Polska waluta jest słaba z powodu polityki banków centralnych
Złoty traci na swej sile. W ciągu miesiąca dolar zdrożał o prawie 20 groszy. Wzrost jego kursu wobec polskiej waluty przekroczył 4,5 proc.
Dolar jest bardzo mocny na rynku walutowym, potwierdzenie znajdujemy na parze EUR/USD, gdzie doszło do spadku poniżej poziomu 1,20.
- Mocny dolar to efekt wysokich oczekiwań inflacyjnych, a z tym związane są nadzieje inwestorów na wyższe stopy procentowe w USA, bo sposobem na zwalczanie inflacji są wyższe stopy procentowe – mówi w rozmowie z MarketNews24 Michał Stajniak, ekspert XTB.
Amerykański bank centralny zapewnia jednak, że nie będzie w bliskim czasie podwyżek stóp procentowych. Pod tym względem podobne są też zapewnienia prezesa NBP.
- W normalnych czasach, gdyby nie było pandemii, przy takiej inflacji mielibyśmy podwyżki stóp procentowych, a to, że takich podwyżek nie należy się spodziewać nie jest dobrą informacją dla złotego, który teraz jest dość słaby – komentuje ekspert XTB.

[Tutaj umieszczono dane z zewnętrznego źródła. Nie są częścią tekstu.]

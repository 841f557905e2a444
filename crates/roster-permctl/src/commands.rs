// Copyright (c) 2025 Geoffrey Huntley <ghuntley@ghuntley.com>. All rights reserved.
// SPDX-License-Identifier: Proprietary

use anyhow::{bail, Context};
use roster_permissions_core::{
	CompanyId, EffectivePermission, ImpersonationState, PermissionCatalog, Role, UserId,
};
use roster_server_db::UserRecord;
use roster_server_permissions::{IdentityProvider, RequestContext};
use serde_json::json;
use tracing::{info, instrument};

use crate::app::App;
use crate::cli::{AddUserArgs, Cli, Command, ExplainArgs, SetRoleArgs, SetUserArgs};

pub async fn run(cli: Cli, app: &App) -> anyhow::Result<()> {
	let json = cli.json;
	match cli.command {
		Command::Catalog => catalog(json),
		Command::Explain(args) => explain(app, args, json).await,
		Command::AddUser(args) => add_user(app, cli.operator, args).await,
		command => {
			let ctx = operator_context(app, cli.operator).await?;
			administer(app, &ctx, command, json).await
		}
	}
}

async fn operator_context(app: &App, operator: Option<UserId>) -> anyhow::Result<RequestContext> {
	let Some(operator) = operator else {
		bail!("this command requires --operator <user-id> (or ROSTER_OPERATOR)");
	};
	let actor = app
		.identity
		.resolve_actor(operator)
		.await
		.with_context(|| format!("cannot resolve operator {operator}"))?;
	Ok(RequestContext::new(actor))
}

async fn administer(
	app: &App,
	ctx: &RequestContext,
	command: Command,
	json: bool,
) -> anyhow::Result<()> {
	match command {
		Command::SetRole(args) => set_role(app, ctx, args, json).await,
		Command::SetUser(args) => set_user(app, ctx, args, json).await,
		Command::ClearUser(args) => {
			let removed = app.admin.clear_user_permissions(ctx, args.user).await?;
			if json {
				println!("{}", json!({ "user_id": args.user, "removed": removed }));
			} else {
				println!("removed {removed} override(s) for {}", args.user);
			}
			Ok(())
		}
		Command::ResetDefaults(args) => {
			let previous = app.admin.reset_to_defaults(ctx, args.role).await?;
			if json {
				println!("{}", json!({ "role": args.role, "replaced": previous.len() }));
			} else {
				println!(
					"{} reset to defaults ({} grant(s) replaced)",
					args.role,
					previous.len()
				);
			}
			Ok(())
		}
		Command::SeedDefaults => {
			for role in Role::editable() {
				app.admin.reset_to_defaults(ctx, *role).await?;
				if !json {
					println!("{role} reset to defaults");
				}
			}
			if json {
				println!("{}", json!({ "roles": Role::editable() }));
			}
			Ok(())
		}
		Command::Effective(args) => {
			let effective = app.admin.list_effective_permissions(ctx, args.user).await?;
			print_effective(&effective, json)
		}
		Command::Catalog | Command::Explain(_) | Command::AddUser(_) => {
			bail!("not an administrative command")
		}
	}
}

fn catalog(json: bool) -> anyhow::Result<()> {
	let catalog = PermissionCatalog::global();
	if json {
		let rows: Vec<_> = catalog
			.permissions()
			.iter()
			.map(|p| {
				json!({
					"key": p.key(),
					"module": p.module,
					"action": p.action,
					"mutating": p.is_mutating(),
				})
			})
			.collect();
		println!("{}", serde_json::to_string_pretty(&rows)?);
		return Ok(());
	}

	for module in catalog.list_modules() {
		let actions: Vec<_> = catalog
			.list_actions(*module)
			.iter()
			.map(|a| {
				if a.is_mutating() {
					format!("{a}*")
				} else {
					a.to_string()
				}
			})
			.collect();
		println!("{:<12} {}", module.as_str(), actions.join(", "));
	}
	println!("\n* mutating: blocked while impersonating");
	Ok(())
}

#[instrument(skip(app, args), fields(user_id = %args.user))]
async fn explain(app: &App, args: ExplainArgs, json: bool) -> anyhow::Result<()> {
	let actor = app.identity.resolve_actor(args.user).await?;
	let session = if args.impersonating {
		ImpersonationState::started(actor.company_id.unwrap_or_else(CompanyId::generate))
	} else {
		ImpersonationState::inactive()
	};

	let (module, action) = (args.permission.module, args.permission.action);
	let decision = app
		.permissions
		.evaluate(&actor, &session, module, action)
		.await;

	if json {
		println!(
			"{}",
			json!({
				"user_id": actor.user_id,
				"module": module,
				"action": action,
				"impersonating": session.is_impersonating,
				"allowed": decision.allowed,
				"source": decision.source,
				"explanation": decision.describe(actor.role),
			})
		);
	} else {
		println!("{module}:{action}: {}", decision.describe(actor.role));
	}
	Ok(())
}

async fn set_role(
	app: &App,
	ctx: &RequestContext,
	args: SetRoleArgs,
	json: bool,
) -> anyhow::Result<()> {
	let (module, action) = (args.permission.module, args.permission.action);
	let previous = app
		.admin
		.set_role_permission(ctx, args.role, module, action, args.grant)
		.await?;

	if json {
		println!(
			"{}",
			json!({
				"role": args.role,
				"module": module,
				"action": action,
				"grant": args.grant,
				"previous": previous,
			})
		);
	} else {
		println!(
			"{} {module}:{action} = {} (was {})",
			args.role,
			args.grant,
			describe_value(previous)
		);
	}
	Ok(())
}

async fn set_user(
	app: &App,
	ctx: &RequestContext,
	args: SetUserArgs,
	json: bool,
) -> anyhow::Result<()> {
	let (module, action) = (args.permission.module, args.permission.action);
	let granted = args.granted.as_override();
	let previous = app
		.admin
		.set_user_permission(ctx, args.user, module, action, granted)
		.await?;

	if json {
		println!(
			"{}",
			json!({
				"user_id": args.user,
				"module": module,
				"action": action,
				"granted": granted,
				"previous": previous,
			})
		);
	} else {
		println!(
			"{} {module}:{action} = {} (was {})",
			args.user,
			describe_value(granted),
			describe_value(previous)
		);
	}
	Ok(())
}

/// Saves a directory entry as `--operator`. Without an operator only the
/// first platform administrator can be created.
#[instrument(skip(app, operator, args), fields(user_id = %args.id, role = %args.role))]
async fn add_user(app: &App, operator: Option<UserId>, args: AddUserArgs) -> anyhow::Result<()> {
	let mut record = UserRecord::new(args.id, args.name, args.role);
	record.company_id = args.company;
	record.is_super_admin = args.super_admin;

	match operator {
		Some(operator) => {
			let ctx = operator_context(app, Some(operator)).await?;
			app.admin.save_user(&ctx, record.clone()).await?;
		}
		None if record.is_super_admin => {
			app.admin
				.bootstrap_platform_admin(record.clone())
				.await
				.context("bootstrap without --operator is only possible before any platform administrator exists")?;
			info!("first platform administrator created");
		}
		None => bail!("this command requires --operator <user-id> (or ROSTER_OPERATOR)"),
	}

	println!("saved {} ({})", record.id, record.role);
	Ok(())
}

fn print_effective(effective: &[EffectivePermission], json: bool) -> anyhow::Result<()> {
	if json {
		println!("{}", serde_json::to_string_pretty(effective)?);
		return Ok(());
	}
	for entry in effective {
		let key = format!("{}:{}", entry.module, entry.action);
		println!(
			"{key:<32} {:<6} {}",
			if entry.decision.allowed { "allow" } else { "deny" },
			entry.decision.source
		);
	}
	Ok(())
}

fn describe_value(value: Option<bool>) -> &'static str {
	match value {
		Some(true) => "allow",
		Some(false) => "deny",
		None => "unset",
	}
}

Niestandardowe działania NBP, polegające na skupie aktywów też mają być kontynuowane przez dłuższy czas. Nie ma to jednak tak dużego wpływu na siłę polskiej waluty, a porównaniu do skutków działań Fed i EBC.
- W tym roku złoty powinien być mocniejszy, a dolar znacznie słabszy, powinniśmy zobaczyć poziom 3,50 - 3,60 zł za dolara – dodaje M.Stajniak. – Jednak, gdyby doszło do rozwoju pandemii, wówczas za dolara zapłacimy nawet 4 zł, jednak nie traktuję, że taki scenariusz jest bazowy.